世界中のサンタさんへ
コートを着てマフラーを首に巻いた子供たちが我先にと家の中から庭へと飛び出していった。
「二人とも、転ぶんじゃないぞ」
「はーい」
「はーい」
「大丈夫かな」
「では、わたしが付いてますね、武志さん」
不安そうな武志の声に、ジュリアは子供たちにすぐ手が届く距離で一緒に遊び始めた。
離れたところから見守る武志の隣に、紙袋を持った真梨子が並んだ。
「あのね、兄さん」
「ん、どうした」
「はいこれ、わたしからのクリスマス・プレゼント」
真梨子が紙袋の中から取り出したのは、端に二重線が入っただけの、シンプルなデザインの白いマフラーだった。
「頑張って作った、手編みのマフラーだよ」
「へえ、手編みか。それは嬉しいな。あ、俺からのは家の中に置いてあるから、後でな」
「うん、そっちは楽しみにしてる。
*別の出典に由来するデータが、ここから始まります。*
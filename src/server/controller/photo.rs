use axum::{
    body::Bytes,
    extract::{Path, Query, State},
    http::{header::CONTENT_TYPE, HeaderMap, StatusCode},
    response::IntoResponse,
    Json,
};
use serde::Deserialize;
use utoipa::IntoParams;

use crate::{
    model::{
        api::ErrorDto,
        photo::{DeletePhotoDto, PhotoDto, ViewUrlsDto, ViewUrlsRequestDto},
    },
    server::{
        controller::util::get_owner::get_owner, error::Error, model::app::AppState,
        service::photo::PhotoService,
    },
};

pub static PHOTO_TAG: &str = "photo";

/// Max accepted upload body size
pub const MAX_PHOTO_BYTES: usize = 10 * 1024 * 1024;

#[derive(Deserialize, IntoParams)]
pub struct UploadParams {
    /// Original filename of the photo, used for its extension
    pub filename: String,
    /// Caption shown with the photo
    pub caption: Option<String>,
}

/// Approved draft photos of a season, newest first
#[utoipa::path(
    get,
    path = "/api/seasons/{year}/photos",
    tag = PHOTO_TAG,
    params(("year" = i32, Path, description = "Season year")),
    responses(
        (status = 200, description = "Success when retrieving season photos", body = Vec<PhotoDto>),
        (status = 404, description = "Season not found", body = ErrorDto),
        (status = 500, description = "Internal server error", body = ErrorDto)
    ),
)]
pub async fn get_season_photos(
    State(state): State<AppState>,
    Path(year): Path<i32>,
) -> Result<impl IntoResponse, Error> {
    let photos = PhotoService::new(&state.db, state.storage.as_ref())
        .get_photos_by_season(year)
        .await?;

    Ok((StatusCode::OK, Json(photos)))
}

/// Upload a draft photo for a season
///
/// The request body is the raw JPEG or PNG file; `Content-Type` must match it. Requires a
/// bearer token belonging to an approved owner.
#[utoipa::path(
    post,
    path = "/api/seasons/{year}/photos",
    tag = PHOTO_TAG,
    params(("year" = i32, Path, description = "Season year"), UploadParams),
    request_body(content = Vec<u8>, description = "JPEG or PNG file contents", content_type = "image/jpeg"),
    responses(
        (status = 201, description = "Photo stored and recorded", body = PhotoDto),
        (status = 400, description = "File type or extension not allowed", body = ErrorDto),
        (status = 401, description = "Missing or invalid bearer token", body = ErrorDto),
        (status = 403, description = "Not an approved league owner", body = ErrorDto),
        (status = 404, description = "Season not found", body = ErrorDto),
        (status = 500, description = "Internal server error", body = ErrorDto)
    ),
)]
pub async fn upload_photo(
    State(state): State<AppState>,
    headers: HeaderMap,
    Path(year): Path<i32>,
    Query(params): Query<UploadParams>,
    body: Bytes,
) -> Result<impl IntoResponse, Error> {
    let owner = get_owner(&state, &headers).await?;

    let content_type = headers
        .get(CONTENT_TYPE)
        .and_then(|value| value.to_str().ok())
        .unwrap_or_default();

    let photo = PhotoService::new(&state.db, state.storage.as_ref())
        .upload_photo(
            &owner,
            year,
            &params.filename,
            params.caption.as_deref(),
            content_type,
            body.to_vec(),
        )
        .await?;

    Ok((StatusCode::CREATED, Json(photo)))
}

/// Delete a draft photo uploaded by the caller
///
/// The storage key must match the photo's stored key.
#[utoipa::path(
    delete,
    path = "/api/photos/{id}",
    tag = PHOTO_TAG,
    params(("id" = i32, Path, description = "Photo ID")),
    request_body = DeletePhotoDto,
    responses(
        (status = 204, description = "Photo deleted"),
        (status = 400, description = "Storage key mismatch", body = ErrorDto),
        (status = 401, description = "Missing or invalid bearer token", body = ErrorDto),
        (status = 403, description = "Not an approved owner or not the photo's uploader", body = ErrorDto),
        (status = 404, description = "Photo not found", body = ErrorDto),
        (status = 500, description = "Internal server error", body = ErrorDto)
    ),
)]
pub async fn delete_photo(
    State(state): State<AppState>,
    headers: HeaderMap,
    Path(photo_id): Path<i32>,
    Json(request): Json<DeletePhotoDto>,
) -> Result<impl IntoResponse, Error> {
    let owner = get_owner(&state, &headers).await?;

    PhotoService::new(&state.db, state.storage.as_ref())
        .delete_photo(&owner, photo_id, &request.storage_key)
        .await?;

    Ok(StatusCode::NO_CONTENT)
}

/// View URLs for a batch of up to 100 storage keys
#[utoipa::path(
    post,
    path = "/api/photos/urls",
    tag = PHOTO_TAG,
    request_body = ViewUrlsRequestDto,
    responses(
        (status = 200, description = "URL for every requested key", body = ViewUrlsDto),
        (status = 400, description = "Empty or oversized batch, or an invalid key", body = ErrorDto),
        (status = 500, description = "Internal server error", body = ErrorDto)
    ),
)]
pub async fn get_view_urls(
    State(state): State<AppState>,
    Json(request): Json<ViewUrlsRequestDto>,
) -> Result<impl IntoResponse, Error> {
    let urls = PhotoService::new(&state.db, state.storage.as_ref())
        .get_view_urls(&request.storage_keys)?;

    Ok((StatusCode::OK, Json(urls)))
}
use super::*;

/// Expect only approved photos of the season, newest first, with view URLs
#[tokio::test]
async fn returns_approved_photos() -> Result<(), TestError> {
    let mut test = TestBuilder::new().with_league_tables().build().await?;
    let (_, owner) = test.league().insert_owned_team("Zebras", false).await?;
    let season = test.league().insert_season(SeasonFixture::new(2020)).await?;
    let other = test.league().insert_season(SeasonFixture::new(2021)).await?;
    let first = test
        .league()
        .insert_photo(season.id, owner.id, "drafts/2020/first.jpg", true)
        .await?;
    let second = test
        .league()
        .insert_photo(season.id, owner.id, "drafts/2020/second.jpg", true)
        .await?;
    test.league()
        .insert_photo(season.id, owner.id, "drafts/2020/pending.jpg", false)
        .await?;
    test.league()
        .insert_photo(other.id, owner.id, "drafts/2021/other.jpg", true)
        .await?;

    let storage = MemoryPhotoStorage::new(PUBLIC_URL);
    let photo_service = PhotoService::new(&test.db, &storage);
    let photos = photo_service.get_photos_by_season(2020).await.unwrap();

    let ids: Vec<i32> = photos.iter().map(|p| p.id).collect();
    assert_eq!(ids, vec![second.id, first.id]);
    assert_eq!(photos[1].url, "/media/drafts/2020/first.jpg");

    Ok(())
}

/// Expect SeasonNotFound for an unknown year
#[tokio::test]
async fn fails_for_unknown_year() -> Result<(), TestError> {
    let test = TestBuilder::new().with_league_tables().build().await?;

    let storage = MemoryPhotoStorage::new(PUBLIC_URL);
    let photo_service = PhotoService::new(&test.db, &storage);
    let result = photo_service.get_photos_by_season(1990).await;

    assert!(matches!(
        result,
        Err(Error::LeagueError(LeagueError::SeasonNotFound(1990)))
    ));

    Ok(())
}
//! Error types for the Almanac server.
//!
//! This module provides the error handling system with specialized error types for each
//! domain (authentication, configuration, league data, photos). All errors implement
//! `IntoResponse` for Axum HTTP responses and use `thiserror` for ergonomic error definitions
//! with automatic `Display` and `Error` trait implementations.

pub mod auth;
pub mod config;
pub mod league;
pub mod photo;
pub mod retry;

use axum::{
    http::StatusCode,
    response::{IntoResponse, Response},
    Json,
};
use dioxus_logger::tracing;
use thiserror::Error;

use crate::{
    model::api::ErrorDto,
    server::error::{
        auth::AuthError, config::ConfigError, league::LeagueError, photo::PhotoError,
    },
};

/// Main error type for the Almanac server.
///
/// This enum aggregates all domain-specific error types and external library errors into a
/// single unified error type. It uses `thiserror`'s `#[from]` attribute to enable automatic
/// conversion from underlying error types via the `?` operator. The `IntoResponse` implementation
/// maps errors to appropriate HTTP responses for API consumers.
///
/// # Error Categories
/// - Configuration errors (missing/invalid environment variables)
/// - Authentication errors (bearer credential, approved owner, admin checks)
/// - League data errors (unknown seasons, teams and aliases, duplicate names)
/// - Photo errors (upload validation, ownership, storage key checks)
/// - External library errors (database, photo storage I/O)
#[derive(Error, Debug)]
pub enum Error {
    /// Configuration error (missing or invalid environment variables).
    #[error(transparent)]
    ConfigError(#[from] ConfigError),
    /// Authentication error (missing or invalid bearer token, owner not approved).
    #[error(transparent)]
    AuthError(#[from] AuthError),
    /// League data error (record not found, conflicting team name).
    #[error(transparent)]
    LeagueError(#[from] LeagueError),
    /// Photo error (file type validation, ownership, key mismatch).
    #[error(transparent)]
    PhotoError(#[from] PhotoError),
    /// Database error (query failures, connection issues, constraint violations).
    #[error(transparent)]
    DbErr(#[from] sea_orm::DbErr),
    /// Photo storage I/O error (object write, read or removal failed).
    #[error(transparent)]
    StorageError(#[from] std::io::Error),
}

/// Converts application errors into HTTP responses.
///
/// Maps domain-specific errors to appropriate HTTP status codes and JSON error responses.
/// Database and storage errors are treated as internal server errors (500) with
/// logging.
///
/// # Returns
/// - 400 Bad Request - Invalid uploads, mismatched storage keys, invalid key batches
/// - 401 Unauthorized - Missing or invalid bearer token
/// - 403 Forbidden - Not an approved owner, not an admin, not the photo's uploader
/// - 404 Not Found - Unknown season, team, alias or photo
/// - 409 Conflict - Team name already taken
/// - 500 Internal Server Error - For all other errors (with error logging)
impl IntoResponse for Error {
    fn into_response(self) -> Response {
        match self {
            Self::ConfigError(err) => err.into_response(),
            Self::AuthError(err) => err.into_response(),
            Self::LeagueError(err) => err.into_response(),
            Self::PhotoError(err) => err.into_response(),
            err => InternalServerError(err).into_response(),
        }
    }
}

/// Builds a JSON error response with the given status and client-facing message.
pub(crate) fn error_response(status: StatusCode, message: impl Into<String>) -> Response {
    (
        status,
        Json(ErrorDto {
            error: message.into(),
        }),
    )
        .into_response()
}

/// Wrapper type for converting any displayable error into a 500 Internal Server Error response.
///
/// This struct logs the error message and returns a generic "Internal server error" message
/// to the client to avoid leaking implementation details. Used as a fallback for errors that
/// don't have specific HTTP response mappings.
pub struct InternalServerError<E>(pub E);

impl<E: std::fmt::Display> IntoResponse for InternalServerError<E> {
    fn into_response(self) -> Response {
        tracing::error!("{}", self.0);

        error_response(StatusCode::INTERNAL_SERVER_ERROR, "Internal server error")
    }
}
兄さん、早速巻くよ」
「ああ、悪いな」
「ううん、こっちこそごめんなさい」
真梨子は手に持ったマフラーを、まるで網を投げるように武志の首にかけると、それをぐっと自分の体に引き寄せた。
「おい、真梨ーー」
驚く武志の口に、真梨子は目を閉じてキスをした。
あまりのことに何も出来ずにいると、しばらくして真梨子が離れた。慌てて振り返ると、翔と真由の目をふさいでニヤニヤとしていたジュリアと目が合った。
「どうしたのジュリア、見えないー」
「ふふっ、何でもないですよー」
妙に楽しそうな声でジュリアは応えた。
「真梨子……」
視線を戻すと、真梨子はすっきりとした、迷いを振り切った笑顔で武志に言った。
「好きです、武志さん。この気持ちが、真梨子サンタさんからのプレゼントです」
「あ、いや、えーっと……」
「プレゼントのお返事は、ずーっと待ってます。でもなるべく早めに返事をしてね」
真梨子はイタズラっぽくウィンクをしながら、武志の顔を下から見上げた。
「……おう、ま、まあ、考えとくわ」
武志は思わず赤くなりながら、目を逸らしてそう返すのが今の精一杯だった。
誰かのサンタさんになった人も そうでない人も
みんなまとめて メリークリスマス
これにて本作品は完結とします。
短い間でしたが、最後までお付き合い下さった皆様に感謝を込めて。
良いクリスマス、そして年末年始をお過ごし下さい。